New methods for CRISPR-based perturbation complement established CRISPRko technology and provide additional options for the manipulation of cell states. Once current challenges of efficiency and reliable gRNA design are resolved, powerful gain-of-function screens will be possible using CRISPRa and comprehensive characterization of regulatory regions and epigenetic cell states will be achievable using epigenome editing. Further, CRISPR screening with base editors, homologous recombination and prime editing will enable the functional analysis of a wide range of potentially disease-linked genetic alterations at high resolution and throughput.

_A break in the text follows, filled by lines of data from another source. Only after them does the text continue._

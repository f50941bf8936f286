use chrono::NaiveDateTime;
use serde::{Deserialize, Serialize};
use uuid::Uuid;

/// Tokens granted to every account at signup
pub const STARTING_BALANCE: i64 = 100_000;

/// User account as seen by the wager engine
#[derive(Debug, Clone, PartialEq, Eq, Serialize, Deserialize)]
pub struct User {
    pub id: Uuid,
    /// Never persisted below zero
    pub token_balance: i64,
    /// Informational running total of payouts, reduced again on revert
    pub cumulative_winnings: i64,
    pub created_at: NaiveDateTime,
}

impl User {
    /// Create a new User with the given opening balance
    pub fn new(token_balance: i64) -> Self {
        Self {
            id: Uuid::new_v4(),
            token_balance,
            cumulative_winnings: 0,
            created_at: chrono::Utc::now().naive_utc(),
        }
    }

    /// Create a new User with the signup grant
    pub fn with_signup_grant() -> Self {
        Self::new(STARTING_BALANCE)
    }
}
#![allow(dead_code)]

use async_trait::async_trait;
use rust_decimal::Decimal;
use sqlx::PgPool;
use std::sync::atomic::{AtomicBool, Ordering};
use std::sync::Arc;
use tokio::sync::Notify;
use uuid::Uuid;
use wager_engine::error::LedgerResult;
use wager_engine::ledger::{LedgerStore, LedgerTx, MemoryLedger, PgLedger};
use wager_engine::models::*;
use wager_engine::{StakeCalculator, WagerEngine, WagerItem};

/// Parse a decimal literal
pub fn dec(s: &str) -> Decimal {
    s.parse().expect("Invalid decimal literal")
}

/// Engine over an in-memory ledger, with direct access to the store
pub struct TestEngine {
    pub ledger: MemoryLedger,
    pub engine: Arc<WagerEngine>,
}

impl TestEngine {
    pub fn new() -> Self {
        Self::with_calculator(StakeCalculator::default())
    }

    pub fn with_calculator(calculator: StakeCalculator) -> Self {
        let ledger = MemoryLedger::new();
        let engine = Arc::new(WagerEngine::new(Arc::new(ledger.clone()), calculator));
        Self { ledger, engine }
    }

    /// Engine whose next `claim_event` parks until the gate is released
    pub fn gated() -> (Self, Arc<ClaimGate>) {
        let ledger = MemoryLedger::new();
        let gate = Arc::new(ClaimGate::default());
        let store = GatedLedger {
            inner: ledger.clone(),
            gate: gate.clone(),
        };
        let engine = Arc::new(WagerEngine::new(Arc::new(store), StakeCalculator::default()));
        (Self { ledger, engine }, gate)
    }

    pub async fn create_user(&self, balance: i64) -> User {
        self.ledger.insert_user(User::new(balance)).await
    }

    pub async fn create_event(&self) -> Event {
        self.ledger.insert_event(Event::new()).await
    }

    /// Option with the neutral 2.00 pair
    pub async fn create_option(&self, event_id: Uuid, label: &str) -> BetOption {
        self.ledger
            .insert_option(BetOption::new(event_id, label, dec("2.00")))
            .await
    }

    /// Option whose persisted pair is `for_multiplier` / `against_multiplier`
    pub async fn create_priced_option(
        &self,
        event_id: Uuid,
        for_multiplier: &str,
        against_multiplier: &str,
    ) -> BetOption {
        let mut option = BetOption::new(event_id, "priced", dec("2.00"));
        option.multipliers = MultiplierPair::new(dec(for_multiplier), dec(against_multiplier));
        option.multiplier_version = 1;
        self.ledger.insert_option(option).await
    }

    pub async fn balance(&self, user_id: Uuid) -> i64 {
        self.ledger
            .user(user_id)
            .await
            .expect("User should exist")
            .token_balance
    }

    pub async fn winnings(&self, user_id: Uuid) -> i64 {
        self.ledger
            .user(user_id)
            .await
            .expect("User should exist")
            .cumulative_winnings
    }

    pub async fn bets_for(&self, user_id: Uuid) -> Vec<Bet> {
        self.ledger.bets_for_user(user_id).await
    }
}

/// Holds one settlement inside its transaction so another call can run
/// against it
#[derive(Default)]
pub struct ClaimGate {
    armed: AtomicBool,
    entered: Notify,
    release: Notify,
}

impl ClaimGate {
    /// Park the next `claim_event` call
    pub fn arm(&self) {
        self.armed.store(true, Ordering::SeqCst);
    }

    /// Wait until the armed claim has been reached
    pub async fn entered(&self) {
        self.entered.notified().await;
    }

    pub fn release(&self) {
        self.release.notify_one();
    }
}

struct GatedLedger {
    inner: MemoryLedger,
    gate: Arc<ClaimGate>,
}

#[async_trait]
impl LedgerStore for GatedLedger {
    async fn begin(&self) -> LedgerResult<Box<dyn LedgerTx>> {
        let inner = self.inner.begin().await?;
        Ok(Box::new(GatedTx {
            inner,
            gate: self.gate.clone(),
        }))
    }

    async fn get_option(&self, option_id: Uuid) -> LedgerResult<Option<BetOption>> {
        self.inner.get_option(option_id).await
    }

    async fn list_options(&self) -> LedgerResult<Vec<BetOption>> {
        self.inner.list_options().await
    }

    async fn active_option_ids(&self) -> LedgerResult<Vec<Uuid>> {
        self.inner.active_option_ids().await
    }

    async fn total_wagered_on_option(&self, option_id: Uuid) -> LedgerResult<i64> {
        self.inner.total_wagered_on_option(option_id).await
    }

    async fn publish_multipliers(
        &self,
        option_id: Uuid,
        pair: MultiplierPair,
        version: i64,
    ) -> LedgerResult<()> {
        self.inner.publish_multipliers(option_id, pair, version).await
    }
}

struct GatedTx {
    inner: Box<dyn LedgerTx>,
    gate: Arc<ClaimGate>,
}

#[async_trait]
impl LedgerTx for GatedTx {
    async fn get_user(&mut self, user_id: Uuid) -> LedgerResult<Option<User>> {
        self.inner.get_user(user_id).await
    }

    async fn update_user_balance(
        &mut self,
        user_id: Uuid,
        token_balance: i64,
        cumulative_winnings: i64,
    ) -> LedgerResult<User> {
        self.inner
            .update_user_balance(user_id, token_balance, cumulative_winnings)
            .await
    }

    async fn get_event(&mut self, event_id: Uuid) -> LedgerResult<Option<Event>> {
        self.inner.get_event(event_id).await
    }

    async fn claim_event(&mut self, event_id: Uuid) -> LedgerResult<Option<Event>> {
        if self.gate.armed.swap(false, Ordering::SeqCst) {
            self.gate.entered.notify_one();
            self.gate.release.notified().await;
        }
        self.inner.claim_event(event_id).await
    }

    async fn update_event(&mut self, event: &Event) -> LedgerResult<()> {
        self.inner.update_event(event).await
    }

    async fn get_option(&mut self, option_id: Uuid) -> LedgerResult<Option<BetOption>> {
        self.inner.get_option(option_id).await
    }

    async fn get_options_for_event(&mut self, event_id: Uuid) -> LedgerResult<Vec<BetOption>> {
        self.inner.get_options_for_event(event_id).await
    }

    async fn get_bets_for_event(&mut self, event_id: Uuid) -> LedgerResult<Vec<Bet>> {
        self.inner.get_bets_for_event(event_id).await
    }

    async fn upsert_bet(&mut self, bet: &Bet) -> LedgerResult<()> {
        self.inner.upsert_bet(bet).await
    }

    async fn find_bets_by_placement_key(
        &mut self,
        user_id: Uuid,
        placement_key: &str,
    ) -> LedgerResult<Vec<Bet>> {
        self.inner.find_bets_by_placement_key(user_id, placement_key).await
    }

    async fn commit(self: Box<Self>) -> LedgerResult<()> {
        self.inner.commit().await
    }
}

/// Shorthand for one placement item
pub fn wager(event: &Event, option: &BetOption, side: BetSide, amount: i64) -> WagerItem {
    WagerItem {
        event_id: event.id,
        option_id: option.id,
        side,
        amount,
    }
}

/// Assert that two bets are equal (ignoring timestamps)
pub fn assert_bets_equal(bet1: &Bet, bet2: &Bet) {
    assert_eq!(bet1.id, bet2.id);
    assert_eq!(bet1.event_id, bet2.event_id);
    assert_eq!(bet1.user_id, bet2.user_id);
    assert_eq!(bet1.option_id, bet2.option_id);
    assert_eq!(bet1.side, bet2.side);
    assert_eq!(bet1.amount, bet2.amount);
    assert_eq!(bet1.locked_multiplier, bet2.locked_multiplier);
    assert_eq!(bet1.status, bet2.status);
}

/// Postgres-backed ledger plus seeded rows
pub struct TestDatabase {
    pub pool: PgPool,
    pub ledger: PgLedger,
}

impl TestDatabase {
    /// Create TestDatabase from an existing pool (useful with sqlx::test)
    pub async fn from_pool(pool: PgPool) -> Self {
        Self {
            ledger: PgLedger::new(pool.clone()),
            pool,
        }
    }

    /// Clean up all test data
    pub async fn cleanup(&self) {
        sqlx::query("TRUNCATE TABLE bets, bet_options, events, users CASCADE")
            .execute(&self.pool)
            .await
            .expect("Failed to cleanup test data");
    }

    pub async fn create_user(&self, balance: i64) -> User {
        self.ledger
            .create_user(balance)
            .await
            .expect("Failed to create test user")
    }

    pub async fn create_event(&self) -> Event {
        self.ledger
            .create_event()
            .await
            .expect("Failed to create test event")
    }

    pub async fn create_option(&self, event_id: Uuid, label: &str) -> BetOption {
        self.ledger
            .create_option(event_id, label, dec("2.00"))
            .await
            .expect("Failed to create test option")
    }

    pub async fn balance(&self, user_id: Uuid) -> i64 {
        self.ledger
            .find_user(user_id)
            .await
            .expect("Failed to load user")
            .expect("User should exist")
            .token_balance
    }
}
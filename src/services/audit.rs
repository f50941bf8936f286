use crate::error::AppResult;
use crate::models::Bet;
use crate::services::settlement::{ResettleReport, SettlementReport};
use serde::{Deserialize, Serialize};
use std::fs::OpenOptions;
use std::io::Write;
use std::path::{Path, PathBuf};
use std::sync::Arc;
use tokio::sync::Mutex;
use tracing::info;
use uuid::Uuid;

/// Audit log entry
#[derive(Debug, Clone, Serialize, Deserialize)]
pub struct AuditLogEntry {
    pub timestamp: i64,
    pub event_type: String, // "bets_placed", "event_settled", "event_resettled"
    pub event_id: Option<Uuid>,
    pub user_id: Option<Uuid>,
    pub details: serde_json::Value,
}

/// Append-only JSON-lines record of committed ledger operations
pub struct AuditTrail {
    log_file: PathBuf,
    file_handle: Arc<Mutex<std::fs::File>>,
}

impl AuditTrail {
    /// Open (or create) today's audit file under `log_directory`
    pub fn new(log_directory: impl AsRef<Path>) -> AppResult<Self> {
        let log_directory = log_directory.as_ref();
        std::fs::create_dir_all(log_directory)?;

        let date = chrono::Utc::now().format("%Y-%m-%d");
        let log_file = log_directory.join(format!("audit_{}.log", date));

        let file = OpenOptions::new().create(true).append(true).open(&log_file)?;

        info!("Audit trail initialized: {:?}", log_file);

        Ok(Self {
            log_file,
            file_handle: Arc::new(Mutex::new(file)),
        })
    }

    pub fn path(&self) -> &Path {
        &self.log_file
    }

    /// Log an audit entry
    pub async fn log(&self, entry: AuditLogEntry) -> AppResult<()> {
        let json = serde_json::to_string(&entry)?;

        let mut file = self.file_handle.lock().await;
        writeln!(file, "{}", json)?;
        file.flush()?;

        Ok(())
    }

    /// Log a committed placement batch
    pub async fn log_bets_placed(&self, user_id: Uuid, bets: &[Bet], new_balance: i64) -> AppResult<()> {
        let entry = AuditLogEntry {
            timestamp: chrono::Utc::now().timestamp(),
            event_type: "bets_placed".to_string(),
            event_id: None,
            user_id: Some(user_id),
            details: serde_json::json!({
                "bets": bets.iter().map(|b| serde_json::json!({
                    "bet_id": b.id.to_string(),
                    "event_id": b.event_id.to_string(),
                    "option_id": b.option_id.to_string(),
                    "side": b.side.as_str(),
                    "amount": b.amount,
                    "locked_multiplier": b.locked_multiplier.to_string(),
                })).collect::<Vec<_>>(),
                "new_balance": new_balance,
            }),
        };

        self.log(entry).await
    }

    /// Log a first settlement
    pub async fn log_event_settled(&self, report: &SettlementReport) -> AppResult<()> {
        let entry = AuditLogEntry {
            timestamp: chrono::Utc::now().timestamp(),
            event_type: "event_settled".to_string(),
            event_id: Some(report.event.id),
            user_id: None,
            details: serde_json::json!({
                "winning_option_ids": report.event.winning_option_ids,
                "bets_won": report.bets_won(),
                "bets_lost": report.bets.len() - report.bets_won(),
                "total_credited": report.total_credited,
                "affected_users": report.affected_users,
            }),
        };

        self.log(entry).await
    }

    /// Log a corrected settlement
    pub async fn log_event_resettled(&self, report: &ResettleReport) -> AppResult<()> {
        let entry = AuditLogEntry {
            timestamp: chrono::Utc::now().timestamp(),
            event_type: "event_resettled".to_string(),
            event_id: Some(report.event.id),
            user_id: None,
            details: serde_json::json!({
                "previous_winning_option_ids": report.previous_winning_option_ids,
                "winning_option_ids": report.event.winning_option_ids,
                "total_reverted": report.total_reverted,
                "total_credited": report.total_credited,
                "clamped_shortfall": report.clamped_shortfall,
                "affected_users": report.affected_users,
            }),
        };

        self.log(entry).await
    }
}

Much potential lies in broadening the range of cellular stimuli used in CRISPR screens. The first generation of pooled CRISPR screens exposed cell lines to competitive growth conditions or challenged them with drugs or viruses; now, methods and practices have advanced enough to apply CRISPR screens to milder and more complex challenges. For example, cells can be exposed to specific microenvironments, metabolites or cell–cell interactions. Cells can also be challenged in terms of their regulatory plasticity, ability to adapt to dynamically changing environmental conditions and response to paracrine signalling in heterogeneous biological models, with applications in areas such as immuno-oncology and regenerative medicine.

Although well-designed pooled CRISPR screens with gRNA counting as their read-out continue to be broadly useful, screens with high-content read-outs such as single-cell sequencing and imaging can provide additional insights into molecular mechanisms already as part of the screen. Such screens do not require the ex ante selection of markers; rather, they support rapid computational iteration of hypotheses and analyses based on the screening data. High-content screens have so far focused mainly on preselected sets of candidate target genes; however, cost-effective high-throughput assays make it possible to screen gene sets comprising several thousand genes with adequate coverage — for example, including all kinases, transcription factors or cellular transporters. Given their flexibility, robustness and biological depth, it seems possible that such high-content screens will eventually become the primary method of CRISPR screening.

In summary, we describe the building blocks of effective CRISPR screening across a wide range of applications. High-content CRISPR screens conducted in complex biological models with single-cell sequencing or imaging read-outs provide a versatile approach for functional analysis at scale, bridging the gap between genome-wide descriptive assays and small-scale mechanistic dissection.